### To do
What you return must be every line below that includes the word "Display".

### Material shown
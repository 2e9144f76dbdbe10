/// Greeting response body
///
/// The document returned for every invocation: a greeting message plus
/// a fixed details string. The body crosses the wire in its plain
/// textual form (see the `Display` impl), not as JSON.
use std::fmt;

/// Name used when the caller does not supply one
pub const DEFAULT_NAME: &str = "World";

/// Fixed details string identifying this function
pub const DETAILS_TEXT: &str = "Python Lambda function example";

/// Greeting response body document
#[derive(Debug, Clone, PartialEq, Eq)]
pub struct GreetingBody {
    /// Greeting message, always `Hello, {name}!`
    pub message: String,
    /// Function description, always `DETAILS_TEXT`
    pub details: String,
}

impl GreetingBody {
    /// Builds the body for the given caller name
    ///
    /// Falls back to `DEFAULT_NAME` when no name is supplied.
    pub fn new(name: Option<&str>) -> Self {
        Self {
            message: format!("Hello, {}!", name.unwrap_or(DEFAULT_NAME)),
            details: DETAILS_TEXT.to_string(),
        }
    }
}

impl fmt::Display for GreetingBody {
    /// Renders the textual form of the body:
    /// `{'message': 'Hello, World!', 'details': 'Python Lambda function example'}`
    ///
    /// Single-quoted map syntax, field order `message` then `details`,
    /// values embedded verbatim without escaping. The output is not
    /// valid JSON.
    // TODO: switch to serde_json serialization once a real HTTP client consumes the body
    fn fmt(&self, f: &mut fmt::Formatter<'_>) -> fmt::Result {
        write!(
            f,
            "{{'message': '{}', 'details': '{}'}}",
            self.message, self.details
        )
    }
}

### Task result
/// textual form (see the `Display` impl), not as JSON.
impl fmt::Display for GreetingBody {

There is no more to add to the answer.